### Exercise brief
Your job with the data below: print everything from the line that holds "pub mod types;" down to the line that holds "is either a", ends included, exactly, and nothing else.

--- Records provided ---

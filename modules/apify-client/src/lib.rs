pub mod error;
pub mod types;

pub use error::{ApifyError, Result};
pub use types::{
    DatasetItem, RunData, RunStatus, TikTokCommentsInput, TikTokSearchInput,
};

use serde::de::DeserializeOwned;
use serde::Serialize;
use types::ApiResponse;

const BASE_URL: &str = "https://api.apify.com/v2";

/// Actor for clockworks/tiktok-scraper (search, profiles, hashtags).
pub const TIKTOK_SCRAPER: &str = "clockworks/tiktok-scraper";

/// Actor for clockworks/tiktok-comments-scraper.
pub const TIKTOK_COMMENTS_SCRAPER: &str = "clockworks/tiktok-comments-scraper";

pub struct ApifyClient {
    client: reqwest::Client,
    token: String,
    base_url: String,
}

impl ApifyClient {
    pub fn new(token: String) -> Self {
        Self::with_base_url(token, BASE_URL)
    }

    /// Client against a different API root (e.g. a local mock server).
    pub fn with_base_url(token: String, base_url: impl Into<String>) -> Self {
        Self {
            client: reqwest::Client::new(),
            token,
            base_url: base_url.into().trim_end_matches('/').to_string(),
        }
    }

    /// Start an actor run. Returns immediately with run metadata.
    ///
    /// `actor_id` is either a raw actor id or `owner/name`.
    pub async fn start_run<I: Serialize + ?Sized>(&self, actor_id: &str, input: &I) -> Result<RunData> {
        let url = format!("{}/acts/{}/runs", self.base_url, actor_path(actor_id));
        let resp = self
            .client
            .post(&url)
            .bearer_auth(&self.token)
            .json(input)
            .send()
            .await?;

        let resp = check_status(resp).await?;
        let api_resp: ApiResponse<RunData> = resp.json().await?;
        Ok(api_resp.data)
    }

    /// Poll until a run completes. Uses `waitForFinish=60` for efficient long-polling.
    pub async fn wait_for_run(&self, run_id: &str) -> Result<RunData> {
        loop {
            let url = format!("{}/actor-runs/{}?waitForFinish=60", self.base_url, run_id);
            let resp = self
                .client
                .get(&url)
                .bearer_auth(&self.token)
                .send()
                .await?;

            let resp = check_status(resp).await?;
            let api_resp: ApiResponse<RunData> = resp.json().await?;
            let run = api_resp.data;
            match run.status() {
                RunStatus::Succeeded => return Ok(run),
                RunStatus::Failed => {
                    return Err(ApifyError::RunFailed {
                        run_id: run.id,
                        status: run.status,
                    });
                }
                RunStatus::Pending => {
                    tracing::debug!(run_id, status = %run.status, "Run still in progress");
                    continue;
                }
            }
        }
    }

    /// Start an actor run and block until it finishes.
    pub async fn call_actor<I: Serialize + ?Sized>(&self, actor_id: &str, input: &I) -> Result<RunData> {
        let run = self.start_run(actor_id, input).await?;
        tracing::info!(actor = actor_id, run_id = %run.id, "Apify run started, polling for completion");

        let completed = self.wait_for_run(&run.id).await?;
        let elapsed_secs = completed
            .started_at
            .zip(completed.finished_at)
            .map(|(start, end)| (end - start).num_seconds());
        tracing::info!(
            run_id = %completed.id,
            dataset_id = %completed.default_dataset_id,
            key_value_store_id = ?completed.default_key_value_store_id,
            elapsed_secs = ?elapsed_secs,
            "Run completed"
        );
        Ok(completed)
    }

    /// Fetch all dataset items, empty and hidden-field items included.
    /// No pagination: the API returns the full set by default.
    pub async fn get_dataset_items<T: DeserializeOwned>(&self, dataset_id: &str) -> Result<Vec<T>> {
        let url = format!("{}/datasets/{}/items?format=json", self.base_url, dataset_id);
        let resp = self
            .client
            .get(&url)
            .bearer_auth(&self.token)
            .send()
            .await?;

        let resp = check_status(resp).await?;
        let items: Vec<T> = resp.json().await?;
        Ok(items)
    }

    /// Append items to a dataset.
    pub async fn push_dataset_items<T: Serialize>(&self, dataset_id: &str, items: &[T]) -> Result<()> {
        let url = format!("{}/datasets/{}/items", self.base_url, dataset_id);
        let resp = self
            .client
            .post(&url)
            .bearer_auth(&self.token)
            .json(items)
            .send()
            .await?;

        check_status(resp).await?;
        tracing::debug!(dataset_id, count = items.len(), "Pushed dataset items");
        Ok(())
    }

    /// Read a JSON record from a key-value store. A missing record is `None`.
    pub async fn get_record<T: DeserializeOwned>(&self, store_id: &str, key: &str) -> Result<Option<T>> {
        let url = format!("{}/key-value-stores/{}/records/{}", self.base_url, store_id, key);
        let resp = self
            .client
            .get(&url)
            .bearer_auth(&self.token)
            .send()
            .await?;

        if resp.status() == reqwest::StatusCode::NOT_FOUND {
            return Ok(None);
        }

        let resp = check_status(resp).await?;
        let bytes = resp.bytes().await?;
        Ok(Some(serde_json::from_slice(&bytes)?))
    }

    /// Write a record to a key-value store with an explicit content type.
    pub async fn set_record(
        &self,
        store_id: &str,
        key: &str,
        body: impl Into<reqwest::Body>,
        content_type: &str,
    ) -> Result<()> {
        let url = format!("{}/key-value-stores/{}/records/{}", self.base_url, store_id, key);
        let resp = self
            .client
            .put(&url)
            .bearer_auth(&self.token)
            .header(reqwest::header::CONTENT_TYPE, content_type)
            .body(body)
            .send()
            .await?;

        check_status(resp).await?;
        tracing::debug!(store_id, key, content_type, "Stored key-value record");
        Ok(())
    }

    /// Search TikTok by keywords end-to-end: run the scraper, wait, fetch results.
    pub async fn search_tiktok_videos(&self, input: &TikTokSearchInput) -> Result<Vec<DatasetItem>> {
        tracing::info!(
            queries = ?input.search_queries,
            limit = input.results_per_page,
            "Starting TikTok keyword search"
        );

        let run = self.call_actor(TIKTOK_SCRAPER, input).await?;
        let videos: Vec<DatasetItem> = self.get_dataset_items(&run.default_dataset_id).await?;
        tracing::info!(count = videos.len(), "Fetched TikTok videos");

        Ok(videos)
    }

    /// Scrape comments for a list of TikTok posts end-to-end.
    pub async fn scrape_tiktok_comments(&self, input: &TikTokCommentsInput) -> Result<Vec<DatasetItem>> {
        tracing::info!(
            posts = input.post_urls.len(),
            per_post = input.comments_per_post,
            "Starting TikTok comment scrape"
        );

        let run = self.call_actor(TIKTOK_COMMENTS_SCRAPER, input).await?;
        let comments: Vec<DatasetItem> = self.get_dataset_items(&run.default_dataset_id).await?;
        tracing::info!(count = comments.len(), "Fetched TikTok comments");

        Ok(comments)
    }
}

/// The REST API addresses `owner/name` actors as `owner~name`.
fn actor_path(actor_id: &str) -> String {
    actor_id.replacen('/', "~", 1)
}

async fn check_status(resp: reqwest::Response) -> Result<reqwest::Response> {
    let status = resp.status();
    if !status.is_success() {
        let body = resp.text().await.unwrap_or_default();
        return Err(ApifyError::Api {
            status: status.as_u16(),
            message: body,
        });
    }
    Ok(resp)
}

---

### Result
pub mod types;

pub use error::{ApifyError, Result};
pub use types::{
    DatasetItem, RunData, RunStatus, TikTokCommentsInput, TikTokSearchInput,
};

use serde::de::DeserializeOwned;
use serde::Serialize;
use types::ApiResponse;

const BASE_URL: &str = "https://api.apify.com/v2";

/// Actor for clockworks/tiktok-scraper (search, profiles, hashtags).
pub const TIKTOK_SCRAPER: &str = "clockworks/tiktok-scraper";

/// Actor for clockworks/tiktok-comments-scraper.
pub const TIKTOK_COMMENTS_SCRAPER: &str = "clockworks/tiktok-comments-scraper";

pub struct ApifyClient {
    client: reqwest::Client,
    token: String,
    base_url: String,
}

impl ApifyClient {
    pub fn new(token: String) -> Self {
        Self::with_base_url(token, BASE_URL)
    }

    /// Client against a different API root (e.g. a local mock server).
    pub fn with_base_url(token: String, base_url: impl Into<String>) -> Self {
        Self {
            client: reqwest::Client::new(),
            token,
            base_url: base_url.into().trim_end_matches('/').to_string(),
        }
    }

    /// Start an actor run. Returns immediately with run metadata.
    ///
    /// `actor_id` is either a raw actor id or `owner/name`.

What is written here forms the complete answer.